-- PROBLEM DETAILS --
Below are entries. Copy exactly the lines running from the line that holds "use log::info;" to the line that holds "Externally visible channel", with both ends included.

[Entries taken from a collection]
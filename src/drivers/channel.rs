//! LED channel: one coloured output plus its steady/blinking state.
//!
//! The channel's mode lives in a single atomic byte, so `steady` and
//! `blinking` can never be observed together and snapshot readers never
//! wait on a channel that is busy (e.g. in the middle of a fixed blink).
//!
//! All mutating operations go through [`BlinkSupervisor::stop`] first:
//! the actuator is only written once any previous blink task is gone.

use core::fmt;
use std::sync::Arc;
use std::sync::atomic::{AtomicU8, AtomicUsize, Ordering};
use std::time::Duration;

use log::info;
use serde::{Deserialize, Serialize};

use crate::app::ports::Actuator;
use crate::drivers::actuator::ActuatorCell;
use crate::drivers::blink::{BlinkSupervisor, ShutdownSignal};
use crate::error::BlinkError;

// ───────────────────────────────────────────────────────────────
// Identity
// ───────────────────────────────────────────────────────────────

/// Closed set of LED colours a deployment can wire up.
#[derive(Debug, Clone, Copy, PartialEq, Eq, Hash, Serialize, Deserialize)]
#[serde(rename_all = "lowercase")]
pub enum LedColour {
    Red,
    Blue,
    White,
    Green,
}

impl LedColour {
    pub const ALL: [Self; 4] = [Self::Red, Self::Blue, Self::White, Self::Green];

    pub const fn as_str(self) -> &'static str {
        match self {
            Self::Red => "red",
            Self::Blue => "blue",
            Self::White => "white",
            Self::Green => "green",
        }
    }

    /// Case-insensitive lookup by name.
    pub fn parse(name: &str) -> Option<Self> {
        Self::ALL
            .into_iter()
            .find(|c| c.as_str().eq_ignore_ascii_case(name.trim()))
    }
}

impl fmt::Display for LedColour {
    fn fmt(&self, f: &mut fmt::Formatter<'_>) -> fmt::Result {
        f.write_str(self.as_str())
    }
}

// ───────────────────────────────────────────────────────────────
// Mode
// ───────────────────────────────────────────────────────────────

/// What currently drives the channel's output.
#[derive(Debug, Clone, Copy, PartialEq, Eq)]
#[repr(u8)]
pub enum ChannelMode {
    Off = 0,
    Steady = 1,
    Blinking = 2,
}

/// Lock-free mode cell shared between a channel and snapshot readers.
#[derive(Debug)]
pub struct ModeCell(AtomicU8);

impl ModeCell {
    fn new(mode: ChannelMode) -> Self {
        Self(AtomicU8::new(mode as u8))
    }

    pub fn load(&self) -> ChannelMode {
        match self.0.load(Ordering::Acquire) {
            1 => ChannelMode::Steady,
            2 => ChannelMode::Blinking,
            _ => ChannelMode::Off,
        }
    }

    fn store(&self, mode: ChannelMode) {
        self.0.store(mode as u8, Ordering::Release);
    }
}

/// Externally visible channel flags. At most one is `true`.
#[derive(Debug, Clone, Copy, PartialEq, Eq, Default, Serialize, Deserialize)]
pub struct ChannelState {
    pub steady_on: bool,
    pub blinking: bool,
}

impl From<ChannelMode> for ChannelState {
    fn from(mode: ChannelMode) -> Self {
        Self {
            steady_on: mode == ChannelMode::Steady,
            blinking: mode == ChannelMode::Blinking,
        }
    }
}

// ───────────────────────────────────────────────────────────────
// Channel
// ───────────────────────────────────────────────────────────────

pub struct Channel {
    colour: LedColour,
    output: ActuatorCell,
    mode: Arc<ModeCell>,
    blink: BlinkSupervisor,
}

impl Channel {
    /// Wrap `actuator` as the `colour` channel. The output is not touched
    /// until the first operation.
    pub fn new(colour: LedColour, actuator: Box<dyn Actuator>, cancel_timeout: Duration) -> Self {
        Self {
            colour,
            output: ActuatorCell::new(actuator),
            mode: Arc::new(ModeCell::new(ChannelMode::Off)),
            blink: BlinkSupervisor::new(colour, cancel_timeout),
        }
    }

    pub fn colour(&self) -> LedColour {
        self.colour
    }

    /// Shared handle for lock-free snapshot reads.
    pub fn mode_cell(&self) -> Arc<ModeCell> {
        Arc::clone(&self.mode)
    }

    pub fn mode(&self) -> ChannelMode {
        self.mode.load()
    }

    pub fn state(&self) -> ChannelState {
        self.mode.load().into()
    }

    /// Blink threads still running for this channel (0 or 1).
    pub fn live_blink_tasks(&self) -> usize {
        self.blink.live_tasks()
    }

    /// Shared live-task count, see [`BlinkSupervisor::live_counter`].
    pub fn blink_counter(&self) -> Arc<AtomicUsize> {
        self.blink.live_counter()
    }

    /// Whether the physical output is currently lit.
    pub fn output_active(&self) -> bool {
        self.output.is_active()
    }

    /// Hold the output on.
    pub fn turn_on(&mut self) -> Result<(), BlinkError> {
        self.blink.stop()?;
        self.output.set(true);
        self.mode.store(ChannelMode::Steady);
        info!("{} on", self.colour);
        Ok(())
    }

    /// Hold the output off.
    pub fn turn_off(&mut self) -> Result<(), BlinkError> {
        self.blink.stop()?;
        self.output.set(false);
        self.mode.store(ChannelMode::Off);
        info!("{} off", self.colour);
        Ok(())
    }

    /// Flip the steady state. A blinking channel counts as off, so toggling
    /// it ends the blink and holds the output on. Returns the new steady state.
    pub fn toggle(&mut self) -> Result<bool, BlinkError> {
        if self.mode() == ChannelMode::Steady {
            self.turn_off()?;
            Ok(false)
        } else {
            self.turn_on()?;
            Ok(true)
        }
    }

    /// Start (or restart with a new interval) the continuous blink.
    pub fn start_blink(&mut self, interval: Duration) -> Result<(), BlinkError> {
        self.blink.stop()?;
        self.mode.store(ChannelMode::Blinking);
        if let Err(e) = self.blink.start_continuous(self.output.clone(), interval) {
            self.output.set(false);
            self.mode.store(ChannelMode::Off);
            return Err(e);
        }
        Ok(())
    }

    /// Blink `times` cycles on the calling thread and end off.
    pub fn run_fixed(
        &mut self,
        times: u32,
        interval: Duration,
        shutdown: &ShutdownSignal,
    ) -> Result<u32, BlinkError> {
        self.blink.stop()?;
        self.mode.store(ChannelMode::Off);
        let completed = self.blink.run_fixed(&self.output, times, interval, shutdown)?;
        self.mode.store(ChannelMode::Off);
        info!("{} fixed blink done ({} cycles)", self.colour, completed);
        Ok(completed)
    }

    /// Stop blinking, force the output off and release the actuator.
    ///
    /// A wedged blink task is reported but does not hold up the release:
    /// the cell stops accepting writes at once, and the task completes the
    /// off-and-release when its stuck write returns.
    pub fn release(&mut self) -> Result<(), BlinkError> {
        let stopped = self.blink.stop();
        self.output.release();
        self.mode.store(ChannelMode::Off);
        stopped
    }

    pub fn is_released(&self) -> bool {
        self.output.is_released()
    }
}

-- TASK SOLUTION --
use log::info;
use serde::{Deserialize, Serialize};

use crate::app::ports::Actuator;
use crate::drivers::actuator::ActuatorCell;
use crate::drivers::blink::{BlinkSupervisor, ShutdownSignal};
use crate::error::BlinkError;

// ───────────────────────────────────────────────────────────────
// Identity
// ───────────────────────────────────────────────────────────────

/// Closed set of LED colours a deployment can wire up.
#[derive(Debug, Clone, Copy, PartialEq, Eq, Hash, Serialize, Deserialize)]
#[serde(rename_all = "lowercase")]
pub enum LedColour {
    Red,
    Blue,
    White,
    Green,
}

impl LedColour {
    pub const ALL: [Self; 4] = [Self::Red, Self::Blue, Self::White, Self::Green];

    pub const fn as_str(self) -> &'static str {
        match self {
            Self::Red => "red",
            Self::Blue => "blue",
            Self::White => "white",
            Self::Green => "green",
        }
    }

    /// Case-insensitive lookup by name.
    pub fn parse(name: &str) -> Option<Self> {
        Self::ALL
            .into_iter()
            .find(|c| c.as_str().eq_ignore_ascii_case(name.trim()))
    }
}

impl fmt::Display for LedColour {
    fn fmt(&self, f: &mut fmt::Formatter<'_>) -> fmt::Result {
        f.write_str(self.as_str())
    }
}

// ───────────────────────────────────────────────────────────────
// Mode
// ───────────────────────────────────────────────────────────────

/// What currently drives the channel's output.
#[derive(Debug, Clone, Copy, PartialEq, Eq)]
#[repr(u8)]
pub enum ChannelMode {
    Off = 0,
    Steady = 1,
    Blinking = 2,
}

/// Lock-free mode cell shared between a channel and snapshot readers.
#[derive(Debug)]
pub struct ModeCell(AtomicU8);

impl ModeCell {
    fn new(mode: ChannelMode) -> Self {
        Self(AtomicU8::new(mode as u8))
    }

    pub fn load(&self) -> ChannelMode {
        match self.0.load(Ordering::Acquire) {
            1 => ChannelMode::Steady,
            2 => ChannelMode::Blinking,
            _ => ChannelMode::Off,
        }
    }

    fn store(&self, mode: ChannelMode) {
        self.0.store(mode as u8, Ordering::Release);
    }
}

/// Externally visible channel flags. At most one is `true`.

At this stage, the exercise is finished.